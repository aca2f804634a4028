use super::oxide;
use super::GitCommand;
use anyhow::{Context, Result};

impl GitCommand {
    /// Get a git config value from global config only.
    ///
    /// A key that is not set yields `Ok(None)`. A missing `git` binary, an
    /// unreadable config file or any other non-zero exit is an error.
    pub async fn config_get_global(&self, key: &str) -> Result<Option<String>> {
        if self.use_gitoxide {
            return oxide::config_get_global(self.resolved_global_file(), key).await;
        }
        let output = self
            .git()
            .args(["config", "--global", "--get", key])
            .output()
            .await
            .context("Failed to execute git config command")?;

        if output.status.success() {
            let value = String::from_utf8(output.stdout)
                .context("Failed to parse git config output")?
                .trim()
                .to_string();
            return Ok(Some(value));
        }

        // Exit code 1 means the key was not found, which is not an error
        if output.status.code() == Some(1) {
            return Ok(None);
        }

        let stderr = String::from_utf8_lossy(&output.stderr);
        anyhow::bail!("Git config --get {} failed: {}", key, stderr.trim());
    }

    /// Set a git config value in global config.
    pub async fn config_set_global(&self, key: &str, value: &str) -> Result<()> {
        let output = self
            .git()
            .args(["config", "--global", key, value])
            .output()
            .await
            .context("Failed to execute git config command")?;

        if !output.status.success() {
            let stderr = String::from_utf8_lossy(&output.stderr);
            anyhow::bail!("Git config failed: {}", stderr.trim());
        }

        Ok(())
    }
}
use std::process::Command;

fn git_output(args: &[&str]) -> Option<String> {
    Command::new("git")
        .args(args)
        .output()
        .ok()
        .filter(|o| o.status.success())
        .and_then(|o| String::from_utf8(o.stdout).ok())
        .map(|s| s.trim().to_string())
}

fn main() {
    let pkg_version = std::env::var("CARGO_PKG_VERSION").unwrap_or_default();

    // DEFAULT_BRANCH_VERSION_DISPLAY: includes the commit hash for dev builds.
    let display_version = if std::env::var("DEFAULT_BRANCH_BUILD_RELEASE").is_ok() {
        pkg_version
    } else {
        match git_output(&["rev-parse", "--short", "HEAD"]) {
            Some(hash) => format!("{pkg_version} (dev {hash})"),
            None => pkg_version,
        }
    };

    println!("cargo:rustc-env=DEFAULT_BRANCH_VERSION_DISPLAY={display_version}");

    println!("cargo:rerun-if-changed=.git/HEAD");
    println!("cargo:rerun-if-env-changed=DEFAULT_BRANCH_BUILD_RELEASE");
}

■ **WHAT YOU SHOULD DO**
Where a line in the entries holds "hash", copy that line.

■ **YOUR RESPONSE**
    // DEFAULT_BRANCH_VERSION_DISPLAY: includes the commit hash for dev builds.
            Some(hash) => format!("{pkg_version} (dev {hash})"),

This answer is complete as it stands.